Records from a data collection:

☆ ☆ ☆

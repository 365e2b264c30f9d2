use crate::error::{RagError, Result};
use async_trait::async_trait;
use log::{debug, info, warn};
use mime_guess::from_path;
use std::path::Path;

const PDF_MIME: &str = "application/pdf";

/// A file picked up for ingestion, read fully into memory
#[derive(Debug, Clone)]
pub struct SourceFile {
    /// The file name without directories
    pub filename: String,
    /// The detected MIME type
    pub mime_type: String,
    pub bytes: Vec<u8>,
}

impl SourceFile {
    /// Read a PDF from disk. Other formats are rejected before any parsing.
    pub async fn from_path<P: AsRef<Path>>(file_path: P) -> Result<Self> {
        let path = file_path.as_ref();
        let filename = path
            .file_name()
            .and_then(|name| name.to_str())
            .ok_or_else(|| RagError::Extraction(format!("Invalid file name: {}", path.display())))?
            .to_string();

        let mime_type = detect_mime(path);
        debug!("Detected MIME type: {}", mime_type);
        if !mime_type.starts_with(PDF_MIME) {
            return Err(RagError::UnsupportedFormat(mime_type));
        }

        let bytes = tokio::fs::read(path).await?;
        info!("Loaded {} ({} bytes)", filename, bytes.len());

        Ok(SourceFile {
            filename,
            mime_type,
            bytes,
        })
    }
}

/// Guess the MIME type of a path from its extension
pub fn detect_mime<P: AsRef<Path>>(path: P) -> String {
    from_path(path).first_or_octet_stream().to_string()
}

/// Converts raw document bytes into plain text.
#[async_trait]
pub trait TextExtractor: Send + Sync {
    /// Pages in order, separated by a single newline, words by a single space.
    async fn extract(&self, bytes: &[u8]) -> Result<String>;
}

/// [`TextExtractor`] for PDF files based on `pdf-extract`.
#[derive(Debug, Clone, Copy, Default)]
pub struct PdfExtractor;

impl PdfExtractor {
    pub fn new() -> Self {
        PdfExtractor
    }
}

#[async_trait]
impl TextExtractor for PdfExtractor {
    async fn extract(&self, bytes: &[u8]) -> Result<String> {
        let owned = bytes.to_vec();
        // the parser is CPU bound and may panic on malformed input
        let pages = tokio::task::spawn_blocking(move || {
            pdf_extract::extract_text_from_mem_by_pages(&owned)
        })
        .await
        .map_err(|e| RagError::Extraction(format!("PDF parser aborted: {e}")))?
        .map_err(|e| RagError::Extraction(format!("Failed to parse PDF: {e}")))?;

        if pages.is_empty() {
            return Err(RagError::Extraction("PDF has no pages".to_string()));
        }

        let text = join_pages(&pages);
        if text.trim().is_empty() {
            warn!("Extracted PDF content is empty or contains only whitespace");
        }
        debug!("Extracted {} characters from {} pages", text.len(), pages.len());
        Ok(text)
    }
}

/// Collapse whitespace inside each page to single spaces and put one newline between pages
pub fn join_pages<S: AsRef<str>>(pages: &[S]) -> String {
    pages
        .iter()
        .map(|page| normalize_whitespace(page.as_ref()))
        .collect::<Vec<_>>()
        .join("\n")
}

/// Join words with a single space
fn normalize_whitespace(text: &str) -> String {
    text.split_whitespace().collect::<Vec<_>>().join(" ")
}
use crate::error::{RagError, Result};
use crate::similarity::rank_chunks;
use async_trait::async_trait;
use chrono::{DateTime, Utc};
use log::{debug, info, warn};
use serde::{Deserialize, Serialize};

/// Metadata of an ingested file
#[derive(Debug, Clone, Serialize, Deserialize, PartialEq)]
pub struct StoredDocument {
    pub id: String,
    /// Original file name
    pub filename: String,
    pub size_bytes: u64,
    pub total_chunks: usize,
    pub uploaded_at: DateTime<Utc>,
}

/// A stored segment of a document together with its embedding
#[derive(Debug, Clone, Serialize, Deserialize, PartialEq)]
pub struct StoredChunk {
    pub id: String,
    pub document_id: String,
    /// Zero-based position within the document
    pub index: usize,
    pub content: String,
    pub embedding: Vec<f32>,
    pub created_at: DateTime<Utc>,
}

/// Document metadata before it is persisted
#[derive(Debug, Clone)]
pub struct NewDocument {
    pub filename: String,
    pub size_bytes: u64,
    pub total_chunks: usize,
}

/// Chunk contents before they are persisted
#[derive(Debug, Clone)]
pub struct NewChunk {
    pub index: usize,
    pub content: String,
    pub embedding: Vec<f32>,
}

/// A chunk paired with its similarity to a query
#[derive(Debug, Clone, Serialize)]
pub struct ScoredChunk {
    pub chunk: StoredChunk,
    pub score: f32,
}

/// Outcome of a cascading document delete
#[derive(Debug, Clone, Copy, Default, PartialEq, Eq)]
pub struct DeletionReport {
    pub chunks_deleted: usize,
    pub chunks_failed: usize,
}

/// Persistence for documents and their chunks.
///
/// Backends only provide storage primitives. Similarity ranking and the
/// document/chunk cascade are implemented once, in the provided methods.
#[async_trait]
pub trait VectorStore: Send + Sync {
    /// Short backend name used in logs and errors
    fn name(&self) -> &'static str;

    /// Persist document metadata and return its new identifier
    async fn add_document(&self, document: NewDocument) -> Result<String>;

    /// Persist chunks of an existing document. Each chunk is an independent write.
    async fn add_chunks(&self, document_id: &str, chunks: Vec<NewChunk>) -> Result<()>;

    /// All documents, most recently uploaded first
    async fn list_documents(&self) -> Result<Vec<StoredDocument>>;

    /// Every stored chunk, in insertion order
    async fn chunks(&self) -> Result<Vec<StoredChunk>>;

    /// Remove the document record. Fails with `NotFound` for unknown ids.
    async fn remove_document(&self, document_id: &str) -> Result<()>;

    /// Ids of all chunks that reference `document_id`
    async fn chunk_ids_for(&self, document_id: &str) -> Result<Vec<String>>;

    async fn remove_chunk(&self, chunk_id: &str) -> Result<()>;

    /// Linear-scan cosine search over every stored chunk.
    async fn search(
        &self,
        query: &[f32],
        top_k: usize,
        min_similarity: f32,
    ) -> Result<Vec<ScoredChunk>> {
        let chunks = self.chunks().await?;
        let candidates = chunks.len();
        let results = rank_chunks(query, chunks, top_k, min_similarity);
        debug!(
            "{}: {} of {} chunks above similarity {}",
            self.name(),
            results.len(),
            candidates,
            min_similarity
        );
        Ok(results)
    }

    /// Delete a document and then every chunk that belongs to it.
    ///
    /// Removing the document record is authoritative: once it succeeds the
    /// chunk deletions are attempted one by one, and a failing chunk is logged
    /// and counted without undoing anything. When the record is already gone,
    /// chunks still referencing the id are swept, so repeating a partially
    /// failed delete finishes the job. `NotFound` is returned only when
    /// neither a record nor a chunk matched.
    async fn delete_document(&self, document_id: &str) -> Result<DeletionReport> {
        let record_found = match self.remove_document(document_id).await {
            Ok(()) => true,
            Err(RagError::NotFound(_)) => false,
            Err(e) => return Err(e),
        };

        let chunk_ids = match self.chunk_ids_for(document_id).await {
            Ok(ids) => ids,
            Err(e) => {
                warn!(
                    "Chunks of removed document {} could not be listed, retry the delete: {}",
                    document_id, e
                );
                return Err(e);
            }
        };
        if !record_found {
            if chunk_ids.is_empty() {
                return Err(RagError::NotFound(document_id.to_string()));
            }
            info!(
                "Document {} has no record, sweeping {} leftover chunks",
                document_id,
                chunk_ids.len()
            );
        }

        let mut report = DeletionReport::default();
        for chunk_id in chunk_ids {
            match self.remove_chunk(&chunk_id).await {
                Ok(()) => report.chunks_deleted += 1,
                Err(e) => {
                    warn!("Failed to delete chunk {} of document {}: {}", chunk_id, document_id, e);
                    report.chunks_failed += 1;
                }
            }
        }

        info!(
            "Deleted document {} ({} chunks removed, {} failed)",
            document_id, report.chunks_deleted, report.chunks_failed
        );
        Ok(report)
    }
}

☆ ☆ ☆

** Your task **
Produce exactly the lines from the one containing "no record, sweeping" through the final line of the records above, both included, and no others.

** Solution **
                "Document {} has no record, sweeping {} leftover chunks",
                document_id,
                chunk_ids.len()
            );
        }

        let mut report = DeletionReport::default();
        for chunk_id in chunk_ids {
            match self.remove_chunk(&chunk_id).await {
                Ok(()) => report.chunks_deleted += 1,
                Err(e) => {
                    warn!("Failed to delete chunk {} of document {}: {}", chunk_id, document_id, e);
                    report.chunks_failed += 1;
                }
            }
        }

        info!(
            "Deleted document {} ({} chunks removed, {} failed)",
            document_id, report.chunks_deleted, report.chunks_failed
        );
        Ok(report)
    }
}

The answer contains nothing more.